CORRECTION FROM SOURCE: Thiogenesis Therapeutics, Corp. Announces Closing of Qualifying Transaction

A correction from Thiogenesis Therapeutics, Corp. is issued for its news release of April 5, 2022. The news release has been corrected for the number of shares now held by Vincent Stanton, Jr. under the subheading "Early Warning Disclosure Pursuant to National Instrument 62-103". The corrected release is as follows:

Toronto, Ontario--(Newsfile Corp. - April 5, 2022) - Thiogenesis Therapeutics, Corp. (TSXV: TTI) ("TTI" or the "Company") (formerly Rozdil Capital Corporation) is pleased to announce that on March 31, 2022, it closed its previously announced Qualifying Transaction (the "QT") as defined by Policy 2.4 of the TSX Venture Exchange (the "Exchange") with Thiogenesis Therapeutics, Inc. ("TTI-US") (see the Company's press releases dated March 12, 2021, March 23, 2021, July 27, 2021 and March 21, 2022). Subject to receiving final Exchange acceptance, trading in the common shares of the Company is expected to resume on or about April 13, 2022 under the new name "Thiogenesis Therapeutics, Corp. with the trading symbol "TTI". The new CUSIP for TTI's common shares is 88410L102.

The Qualifying Transaction (the "QT")

Pursuant to a securities exchange agreement dated February 8, 2021 among the Company, TTI-US and the securityholders of TTI-US (the "Securities Exchange Agreement"), as amended, the Company has acquired all of the outstanding securities of TTI-US resulting in TTI-US becoming a wholly-owned subsidiary of the Company. As consideration for the acquisition of TTI-US, the Company issued an aggregate of 12,771,075 common shares and 1,000,000 common share purchase warrants exercisable at $0.50 per shares for a term of 2 years upon issuance.

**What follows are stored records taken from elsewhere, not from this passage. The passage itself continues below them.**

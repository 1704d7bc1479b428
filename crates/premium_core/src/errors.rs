//! Error types for the preprocessing crate

use thiserror::Error;

/// Errors raised while loading, imputing or encoding policy data
#[derive(Error, Debug)]
pub enum PremiumError {
    /// A declared column is absent or has the wrong kind
    #[error("Schema mismatch: {0}")]
    SchemaMismatch(String),

    /// Missing values remain in a column that no imputation rule covers
    #[error("Column '{column}' has {count} missing values and no imputation rule")]
    UncoveredMissing { column: String, count: usize },

    /// Ordinal level outside the declared category order
    #[error("Unknown category '{value}' in ordinal column '{column}'")]
    UnknownCategory { column: String, value: String },

    /// Statistic requested over a column with no observed values
    #[error("Column '{0}' has no observed values")]
    EmptyColumn(String),

    /// Cell could not be parsed into the column's declared kind
    #[error("Invalid value '{value}' in column '{column}' at row {row}")]
    InvalidValue {
        column: String,
        row: usize,
        value: String,
    },

    /// CSV reader error
    #[error("CSV error: {0}")]
    Csv(#[from] csv::Error),

    /// I/O error
    #[error("I/O error: {0}")]
    Io(#[from] std::io::Error),

    /// Configuration parse or validation error
    #[error("Configuration error: {0}")]
    Config(String),
}

/// Result type for preprocessing operations
pub type Result<T> = std::result::Result<T, PremiumError>;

There are now 27,910,175 TTI common shares issued and outstanding. Former TTI-US securityholders collectively hold approximately 45.76% of the shares on a non-diluted basis, the Company's existing shareholders hold approximately 18.41% of the shares, and participants in the Concurrent Financing of Special Warrants (see below) hold approximately 35.83% of the shares.

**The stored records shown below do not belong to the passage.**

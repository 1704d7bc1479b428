//! Discrete hyperparameter search space

use serde::{Deserialize, Serialize};

use crate::errors::{Result, TrainerError};
use crate::trainer::BoosterParams;

/// `start + i * step` for every `i` with the value below `stop`
pub fn arange(start: f64, stop: f64, step: f64) -> Vec<f64> {
    if step <= 0.0 || stop <= start {
        return Vec::new();
    }
    let n = ((stop - start) / step).ceil() as usize;
    (0..n).map(|i| start + i as f64 * step).collect()
}

/// Candidate values per hyperparameter, in declaration order
#[derive(Debug, Clone, PartialEq, Serialize, Deserialize)]
pub struct SearchSpace {
    pub n_estimators: Vec<usize>,
    pub learning_rate: Vec<f64>,
    pub max_depth: Vec<usize>,
    pub subsample: Vec<f64>,
    pub colsample_bytree: Vec<f64>,
    pub gamma: Vec<f64>,
    pub reg_lambda: Vec<f64>,
    pub reg_alpha: Vec<f64>,
}

impl SearchSpace {
    /// Grid used for premium models. The subsample and column-sample grids
    /// start at 0, which the booster rejects; those draws become failed
    /// trials.
    pub fn premium_default() -> Self {
        Self {
            n_estimators: (100..=1000).step_by(150).collect(),
            learning_rate: arange(0.05, 0.8, 0.05),
            max_depth: (3..=11).collect(),
            subsample: arange(0.0, 0.8, 0.1),
            colsample_bytree: arange(0.0, 0.8, 0.1),
            gamma: arange(0.0, 0.5, 0.05),
            reg_lambda: vec![0.0, 1.0, 10.0, 50.0],
            reg_alpha: vec![0.0, 1.0, 10.0, 50.0],
        }
    }

    /// Per-parameter value counts, in declaration order
    pub fn dimensions(&self) -> [usize; 8] {
        [
            self.n_estimators.len(),
            self.learning_rate.len(),
            self.max_depth.len(),
            self.subsample.len(),
            self.colsample_bytree.len(),
            self.gamma.len(),
            self.reg_lambda.len(),
            self.reg_alpha.len(),
        ]
    }

    /// Number of distinct configurations
    pub fn size(&self) -> usize {
        self.dimensions().iter().product()
    }

    pub fn validate(&self) -> Result<()> {
        if self.dimensions().contains(&0) {
            return Err(TrainerError::InvalidParameters(
                "every hyperparameter needs at least one candidate value".into(),
            ));
        }
        Ok(())
    }

    /// Configuration at one index per dimension
    pub fn candidate(&self, idx: [usize; 8]) -> Candidate {
        Candidate {
            n_estimators: self.n_estimators[idx[0]],
            learning_rate: self.learning_rate[idx[1]],
            max_depth: self.max_depth[idx[2]],
            subsample: self.subsample[idx[3]],
            colsample_bytree: self.colsample_bytree[idx[4]],
            gamma: self.gamma[idx[5]],
            reg_lambda: self.reg_lambda[idx[6]],
            reg_alpha: self.reg_alpha[idx[7]],
        }
    }
}

/// One sampled configuration
#[derive(Debug, Clone, PartialEq, Serialize, Deserialize)]
pub struct Candidate {
    pub n_estimators: usize,
    pub learning_rate: f64,
    pub max_depth: usize,
    pub subsample: f64,
    pub colsample_bytree: f64,
    pub gamma: f64,
    pub reg_lambda: f64,
    pub reg_alpha: f64,
}

impl Candidate {
    /// Overlay the sampled values on fixed booster settings
    pub fn apply(&self, base: &BoosterParams) -> BoosterParams {
        BoosterParams {
            n_estimators: self.n_estimators,
            learning_rate: self.learning_rate,
            max_depth: self.max_depth,
            subsample: self.subsample,
            colsample_bytree: self.colsample_bytree,
            gamma: self.gamma,
            reg_lambda: self.reg_lambda,
            reg_alpha: self.reg_alpha,
            ..base.clone()
        }
    }

    /// Compact one-line form for logs and reports
    pub fn summary(&self) -> String {
        format!(
            "n_estimators={} learning_rate={:.2} max_depth={} subsample={:.1} colsample_bytree={:.1} gamma={:.2} reg_lambda={} reg_alpha={}",
            self.n_estimators,
            self.learning_rate,
            self.max_depth,
            self.subsample,
            self.colsample_bytree,
            self.gamma,
            self.reg_lambda,
            self.reg_alpha
        )
    }
}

Final acceptance of the QT will occur upon the issuance of the Final Exchange Bulletin (the "Exchange Bulletin") by the Exchange. Subject to final acceptance by the Exchange, TTI will be classified as a Tier 2 Life Sciences issuer pursuant to Exchange policies.

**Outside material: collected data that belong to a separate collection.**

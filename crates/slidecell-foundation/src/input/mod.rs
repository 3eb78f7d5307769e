pub mod axis_filter;
pub mod types;

pub use axis_filter::{DirectionalPanRecognizer, PanAxis};
pub use types::{PanEvent, PanPhase};
//! Testing utilities and harness for Slidecell
//!
//! The robot drives a real row headlessly: script pan gestures, pump
//! frames until animations settle, then assert on offsets, haptics, and
//! fired callbacks.

mod recorders;
mod robot;

pub use recorders::{CallCounter, RecordingHaptics};
pub use robot::SwipeRobot;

The Special Warrant Financing

Immediately prior to closing of the QT, the Company converted 10,000,000 previously issued special warrants (see the Company's press release dated August 4, 2021) into 10,000,000 TTI common shares. This financing raised gross proceeds of $3,500,000 through the issuance of 10,000,000 special warrants at a price of $0.35 per special warrant, each special warrant being convertible, without further consideration, into one common share of TTI.